Дом Бытия населен привидениями, говорит Борх-Якобсен, un-heimlich, он демонизирован и уже приобщил тебя к своей зловещей тайне. Ты восстаешь, чтобы ответить на зов бесконечной ночи, и не можешь противиться тяге к древнему, как мир, преступлению. Как сомнамбула ты отвечаешь на зов, зов преследования, в котором отсутствует сам преследователь. Ты слышишь зов не так, как слышат шум, звук, восприятие или акустический образ и уже тем более не так, как фонему или phone semantique: зов слышим без слушания. Голос не есть феномен. Он никогда не является как таковой, не представляется сознанию в форме некоего Опыта; можно, пожалуй, сказать, несмотря на все опровержения Хайдеггера, что зовет он из подсознания или даже из супер-эго (E, 90-91). Здесь Борх-Якобсен самым обычным способом прерывает связь, сводя ее к трем линиям отточий.......

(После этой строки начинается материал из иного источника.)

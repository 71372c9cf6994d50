//! The export pass: flattens a project snapshot plus the action catalog into
//! one [`FlatGameModel`].
//!
//! The pass is a single-threaded, synchronous pure transform. It performs no
//! I/O, never fails, and absorbs every per-entity problem locally: a dangling
//! reference becomes its field's sentinel, an action without a resolvable
//! definition is dropped from the output with one diagnostic line. The
//! action-type table is always written first, since everything downstream needs
//! its definition→index map.

use std::collections::HashMap;

use crate::catalog::{ActionCatalog, DefId};
use crate::log::LogSink;
use crate::model::{
    ActionRecord, ActionTypeDescriptor, ArgumentRecord, EventRecord, FlatGameModel, ObjectRecord,
    ScriptRecord, NO_PARENT, NO_RESOURCE,
};
use crate::resources::{
    event_group_name, ActionInstance, Argument, Event, ObjectResource, Project, COLLISION_GROUP,
};

/// Flatten `project` against `catalog`. Both are borrowed read-only for the
/// duration of the call; the returned model is owned by the caller.
pub fn export(project: &Project, catalog: &ActionCatalog, log: &dyn LogSink) -> FlatGameModel {
    Exporter {
        project,
        catalog,
        log,
        type_index: HashMap::new(),
    }
    .run()
}

struct Exporter<'a> {
    project: &'a Project,
    catalog: &'a ActionCatalog,
    log: &'a dyn LogSink,
    /// Definition handle → position in the action-type table. Fresh per
    /// export, discarded afterwards.
    type_index: HashMap<DefId, usize>,
}

impl<'a> Exporter<'a> {
    fn run(mut self) -> FlatGameModel {
        let action_types = self.write_action_types();
        FlatGameModel {
            version: self.project.format_version.unwrap_or(-1),
            name: self
                .project
                .location
                .clone()
                .unwrap_or_else(|| "<untitled>".to_string()),
            action_types,
            scripts: self.write_scripts(),
            objects: self.write_objects(),
        }
    }

    /// One descriptor per definition, in catalog-library-then-in-library
    /// order. Keyed by definition handle, never by the `id` field; ids may
    /// collide across libraries and must not be merged.
    fn write_action_types(&mut self) -> Vec<ActionTypeDescriptor> {
        let mut out = Vec::new();
        for library in self.catalog.libraries() {
            for entry in library.entries() {
                self.type_index.insert(entry.def_id, out.len());
                let def = &entry.def;
                out.push(ActionTypeDescriptor {
                    id: def.id,
                    parent: def.parent_id,
                    kind: def.kind,
                    question: def.question,
                    relative: def.allow_relative,
                    exec: def.exec,
                    code: def.exec_code.clone(),
                });
            }
        }
        out
    }

    fn write_scripts(&self) -> Vec<ScriptRecord> {
        self.project
            .scripts
            .iter()
            .map(|script| ScriptRecord {
                id: script.id,
                name: script.name.clone(),
                code: script.code.clone(),
            })
            .collect()
    }

    fn write_objects(&self) -> Vec<ObjectRecord> {
        self.project
            .objects
            .iter()
            .map(|object| ObjectRecord {
                id: object.id(),
                name: object.name.clone(),
                sprite: object.sprite.resolve(NO_RESOURCE),
                mask: object.mask.resolve(NO_RESOURCE),
                // No parent at all is NO_PARENT; a parent reference that no
                // longer resolves is NO_RESOURCE, keeping the cases apart.
                parent: if object.parent.is_set() {
                    object.parent.resolve(NO_RESOURCE)
                } else {
                    NO_PARENT
                },
                solid: object.solid,
                visible: object.visible,
                persistent: object.persistent,
                depth: object.depth,
                events: self.write_events(object),
            })
            .collect()
    }

    fn write_events(&self, object: &ObjectResource) -> Vec<EventRecord> {
        let mut out = Vec::new();
        for (main_id, group) in object.event_groups.iter().enumerate() {
            for event in &group.events {
                // Collision events carry the resolved partner id in sub_id;
                // the nominal sub-id is meaningless there.
                let sub_id = if main_id == COLLISION_GROUP {
                    event.other.resolve(NO_RESOURCE)
                } else {
                    event.sub_id
                };
                out.push(EventRecord {
                    main_id: main_id as u32,
                    sub_id,
                    actions: self.write_actions(object, main_id, event),
                });
            }
        }
        out
    }

    /// Surviving actions keep their original relative order; an action whose
    /// definition the catalog does not know is omitted, not nulled.
    fn write_actions(
        &self,
        object: &ObjectResource,
        main_id: usize,
        event: &Event,
    ) -> Vec<ActionRecord> {
        let mut out = Vec::new();
        for action in &event.actions {
            let found = action
                .def
                .and_then(|def_id| self.type_index.get(&def_id).copied());
            let type_index = match found {
                Some(index) => index,
                None => {
                    self.log_unsupported(object, main_id, action);
                    continue;
                }
            };
            out.push(ActionRecord {
                type_index,
                relative: action.relative,
                inv: action.negated,
                target: action.target.resolve(NO_RESOURCE),
                args: self.write_arguments(&action.arguments),
            });
        }
        out
    }

    fn write_arguments(&self, arguments: &[Argument]) -> Vec<ArgumentRecord> {
        arguments
            .iter()
            .map(|argument| ArgumentRecord {
                kind: argument.kind,
                val: argument.value.clone(),
                resource: argument.resource.resolve(NO_RESOURCE),
            })
            .collect()
    }

    fn log_unsupported(&self, object: &ObjectResource, main_id: usize, action: &ActionInstance) {
        let reason = if action.def.is_some() {
            "unknown definition"
        } else {
            "no definition"
        };
        self.log.append(&format!(
            "skipping unsupported action ({}) in {} {} event\n",
            reason,
            object.name,
            event_group_name(main_id)
        ));
    }
}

..................................
..................................
ибо, пусть даже неслышимый и невразумительный, голос не перестает звать тебя, настоятельно и неодолимо. Голос , говорит Хайдеггер, и есть Ruf, окрик и крик, раздающийся внезапно, tout a coup, подобно встряске (толчку, Stoss), - ну а то, что он не слышит, вовсе не освобождает от неодолимости принятия зова. Напротив. Так, голос вполне может быть афоничен, при том не переставая быть требовательным, решающим голосом, что отчасти происходит и с голосом сознания, stimme des Gewissens, - он вокализован в той мере, в которой ты открыт для сообщаемого зова . (E, 91). Хайдеггер подчеркивает вокальный характер Gewissens. Тем не менее, эта мысль не находит дальнейшего развития, - указывает Борх-Якобсен, ибо важнее всего показать чистую спонтанную само-мотивацию, самосознание, диктующее себе собственный долг в такой прозрачности и близости, что слов не требуется. Голос молчания дан сознанию непосредственнее, чем более чуждый, другой, не представленный поэтому во внутреннем интимном монологе. Но прежде, чем слышаться во внутренней речи, он должен быть получен, принят - ты его непосредственный восприемник, но не отправитель, рецептор, но не эмиттер (E, 91). Некоторые трудности возникнут, если мы сопоставим сказанное с размышлениями Сэмюэля Вебера, касающимися зова. По сути дела, Борх-Якобсен конструирует особый способ соединения зова с инстанцией Другого, коммутируя связь через бессознательное и супер-эго. Но для этого он настаивает на раздельной локализации эмиттера и рецептора, словно пытается предотвратить попадание хайдеггеровского зова в ситуацию самому себе адресованного конверта, собирательного само-оклика Dasein. Еще настойчивее его желание выдержать принципиальную несогласованность исходного зова, в то время как Хайдеггер периодически позволяет ему прорываться через звуковые барьеры, оглашая онтический горизонт повседневности.